Recalling my childhood after 41+ years is an increasingly difficult task. What I manage to uncover is a few standout events and a general theme of being cared for and contented.
It is only when I place my experience side-by-side with others who didn’t have it so lucky that I come to realize exactly how fortunate I was. I was, and remain, insulated from the seeming indifference or outright hostility that the world typically offers. I hope that my recollection is accurate and that it doesn’t make me seem arrogant because it was purely a matter of chance that afforded me what I consider to be a wealth of positive outcomes.
My parents did their level best to raise us as upstanding citizens who would live by some approximation of the Golden Rule. I learned from an early age the value of please and thank you, ma’am and sir, and to put out what you’d like to receive. As the decades have worn off the sharp edges that youth strikes out in all directions, I feel as though I am finally in a place to understand the value of these lessons.
Although I have lost my father, I have my mother and the one-of-a-kind relationship that we share. It is my sincere desire to explore this relationship to the fullest and truly know her before our time is through. I would like to leave no stones unturned, as I attempted to do with dad with a fair amount of success.

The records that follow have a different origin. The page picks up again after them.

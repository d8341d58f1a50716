//! Threshold evaluation over a cycle's bucket counts.

use chrono::{DateTime, Utc};
use serde::{Deserialize, Serialize};

use crate::classify::BucketCounts;

/// Outcome of one evaluation. Carries the full breakdown even when not
/// triggered so the status record can show trend.
#[derive(Debug, Clone, PartialEq, Eq, Serialize, Deserialize)]
pub struct AlertDecision {
    pub triggered: bool,
    pub qualifying_total: usize,
    pub breakdown: BucketCounts,
    pub threshold: usize,
    pub evaluated_at: DateTime<Utc>,
}

/// Compares the qualifying total against an inclusive threshold.
#[derive(Debug, Clone, Copy)]
pub struct ThresholdEvaluator {
    threshold: usize,
}

impl ThresholdEvaluator {
    #[must_use]
    pub const fn new(threshold: usize) -> Self {
        Self { threshold }
    }

    #[must_use]
    pub const fn threshold(&self) -> usize {
        self.threshold
    }

    #[must_use]
    pub fn evaluate(&self, counts: &BucketCounts, now: DateTime<Utc>) -> AlertDecision {
        let qualifying_total = counts.qualifying_total();
        AlertDecision {
            triggered: qualifying_total >= self.threshold,
            qualifying_total,
            breakdown: counts.clone(),
            threshold: self.threshold,
            evaluated_at: now,
        }
    }
}

#[cfg(test)]
mod tests {
    use super::*;
    use chrono::TimeZone;

    fn counts(a: usize, b: usize, c: usize, other: usize) -> BucketCounts {
        BucketCounts {
            within_60: a,
            within_90: b,
            within_120: c,
            other,
        }
    }

    fn now() -> DateTime<Utc> {
        Utc.with_ymd_and_hms(2025, 9, 19, 23, 0, 0).unwrap()
    }

    #[test]
    fn test_exactly_threshold_triggers() {
        let decision = ThresholdEvaluator::new(20).evaluate(&counts(10, 10, 0, 50), now());
        assert!(decision.triggered);
        assert_eq!(decision.qualifying_total, 20);
        assert_eq!(decision.breakdown.other, 50);
    }

    #[test]
    fn test_below_threshold_keeps_breakdown() {
        let decision = ThresholdEvaluator::new(20).evaluate(&counts(9, 5, 5, 300), now());
        assert!(!decision.triggered);
        assert_eq!(decision.qualifying_total, 19);
        assert_eq!(decision.breakdown, counts(9, 5, 5, 300));
    }

    #[test]
    fn test_other_bucket_never_counts() {
        let decision = ThresholdEvaluator::new(1).evaluate(&counts(0, 0, 0, 1000), now());
        assert!(!decision.triggered);
        assert_eq!(decision.qualifying_total, 0);
    }

    #[test]
    fn test_evaluate_is_idempotent() {
        let evaluator = ThresholdEvaluator::new(20);
        let input = counts(3, 8, 12, 4);
        assert_eq!(evaluator.evaluate(&input, now()), evaluator.evaluate(&input, now()));
    }
}
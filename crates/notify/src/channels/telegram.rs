//! Telegram Bot API channel.

use std::time::Duration;

use async_trait::async_trait;
use serde::{Deserialize, Serialize};
use tracing::{debug, info, warn};

use crate::channels::{Delivery, NotifyChannel};
use crate::error::ChannelError;
use crate::message::AlertMessage;

/// Default Telegram Bot API base URL.
pub const DEFAULT_TELEGRAM_API_BASE: &str = "https://api.telegram.org";

/// Bot credentials and destination chats.
#[derive(Debug, Clone)]
pub struct TelegramConfig {
    pub bot_token: String,
    pub chat_ids: Vec<i64>,
    pub api_base: String,
}

/// Parse a chat id list such as `"-100123, 456;789"`.
///
/// Invalid tokens are skipped and logged.
#[must_use]
pub fn parse_chat_ids(raw: &str) -> Vec<i64> {
    raw.split([',', ';'])
        .map(str::trim)
        .filter(|p| !p.is_empty())
        .filter_map(|p| match p.parse::<i64>() {
            Ok(id) => Some(id),
            Err(_) => {
                warn!(token = p, "Skipping invalid Telegram chat id");
                None
            }
        })
        .collect()
}

/// Telegram channel posting to every configured chat.
pub struct TelegramChannel {
    config: Option<TelegramConfig>,
    client: reqwest::Client,
}

impl TelegramChannel {
    /// `request_timeout` bounds each `sendMessage` call.
    pub fn new(
        config: Option<TelegramConfig>,
        request_timeout: Duration,
    ) -> Result<Self, ChannelError> {
        let config = config.filter(|c| !c.bot_token.trim().is_empty() && !c.chat_ids.is_empty());
        if config.is_none() {
            debug!("Telegram notifications disabled (no bot token or chat ids)");
        }
        let client = reqwest::Client::builder().timeout(request_timeout).build()?;
        Ok(Self { config, client })
    }
}

#[async_trait]
impl NotifyChannel for TelegramChannel {
    fn name(&self) -> &'static str {
        "telegram"
    }

    fn enabled(&self) -> bool {
        self.config.is_some()
    }

    async fn send(&self, message: &AlertMessage) -> Result<Delivery, ChannelError> {
        let config = self.config.as_ref().ok_or_else(|| {
            ChannelError::NotConfigured("TELEGRAM_BOT_TOKEN / TELEGRAM_CHAT_IDS".to_string())
        })?;

        let url = format!(
            "{}/bot{}/sendMessage",
            config.api_base.trim_end_matches('/'),
            config.bot_token
        );
        let text = message.text();
        let mut delivery = Delivery::default();

        for chat_id in &config.chat_ids {
            let payload = SendMessage {
                chat_id: *chat_id,
                text: &text,
                disable_notification: false,
            };

            let result = match self.client.post(&url).json(&payload).send().await {
                Ok(response) => {
                    let status = response.status();
                    match response.json::<TelegramResponse>().await {
                        Ok(body) if status.is_success() && body.ok => Ok(()),
                        Ok(body) => Err(format!(
                            "{status}: {}",
                            body.description.unwrap_or_default()
                        )),
                        Err(e) => Err(format!("{status}: {e}")),
                    }
                }
                Err(e) => Err(e.to_string()),
            };

            match result {
                Ok(()) => {
                    info!(channel = "telegram", chat_id, "Telegram message sent");
                    delivery.record_sent(chat_id.to_string());
                }
                Err(reason) => {
                    warn!(channel = "telegram", chat_id, reason = %reason, "Telegram send failed");
                    delivery.record_failed(chat_id.to_string(), reason);
                }
            }
        }

        delivery.into_result(None)
    }
}

// =============================================================================
// Telegram API types
// =============================================================================

#[derive(Debug, Serialize)]
struct SendMessage<'a> {
    chat_id: i64,
    text: &'a str,
    disable_notification: bool,
}

#[derive(Debug, Deserialize)]
struct TelegramResponse {
    ok: bool,
    #[serde(default)]
    description: Option<String>,
}

#[cfg(test)]
mod tests {
    use super::*;
    use crate::message::Severity;
    use wiremock::matchers::{method, path};
    use wiremock::{Mock, MockServer, ResponseTemplate};

    fn telegram(config: TelegramConfig) -> TelegramChannel {
        TelegramChannel::new(Some(config), Duration::from_secs(5)).unwrap()
    }

    #[test]
    fn test_parse_chat_ids_skips_invalid() {
        assert_eq!(parse_chat_ids("-100123, 456;abc; ,789"), vec![-100_123, 456, 789]);
        assert!(parse_chat_ids("").is_empty());
    }

    #[test]
    fn test_missing_token_disables_channel() {
        let channel = telegram(TelegramConfig {
            bot_token: String::new(),
            chat_ids: vec![1],
            api_base: DEFAULT_TELEGRAM_API_BASE.to_string(),
        });
        assert!(!channel.enabled());
    }

    #[tokio::test]
    async fn test_send_to_each_chat() {
        let server = MockServer::start().await;
        Mock::given(method("POST"))
            .and(path("/botTOKEN/sendMessage"))
            .respond_with(ResponseTemplate::new(200).set_body_json(serde_json::json!({"ok": true})))
            .expect(2)
            .mount(&server)
            .await;

        let channel = telegram(TelegramConfig {
            bot_token: "TOKEN".to_string(),
            chat_ids: vec![11, -22],
            api_base: server.uri(),
        });
        let msg = AlertMessage::new(Severity::Critical, "backlog", "total=25");

        let delivery = channel.send(&msg).await.unwrap();
        assert_eq!(delivery.sent, vec!["11", "-22"]);
    }

    #[tokio::test]
    async fn test_api_error_is_failure() {
        let server = MockServer::start().await;
        Mock::given(method("POST"))
            .respond_with(ResponseTemplate::new(403).set_body_json(serde_json::json!({
                "ok": false,
                "description": "Forbidden: bot was blocked by the user"
            })))
            .mount(&server)
            .await;

        let channel = telegram(TelegramConfig {
            bot_token: "TOKEN".to_string(),
            chat_ids: vec![11],
            api_base: server.uri(),
        });
        let msg = AlertMessage::new(Severity::Critical, "backlog", "");

        let err = channel.send(&msg).await.unwrap_err();
        assert!(err.to_string().contains("blocked"));
    }
}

None of this to say that my childhood was without challenges. But any attempt to recall those times with anything approaching clarity results in a hazy memory devoid of feeling tones. I accept that the challenges were necessary and the lack of fine detail tells me that the good outweighed the bad substantially.
Life is lived in chapters and I feel it may be best to tackle the 200 word problem by doing so in order. Stories should begin where they do naturally, and mine began in 1982. Within the first year of my life, I would know about physical injury and the everlasting lessons that pain provides. But the overwhelming love and generosity of my family made it possible for me to make it through this to see past it and find happiness and some sense of who I am supposed to be.
The pain was an important piece of the puzzle, though, and I honor it.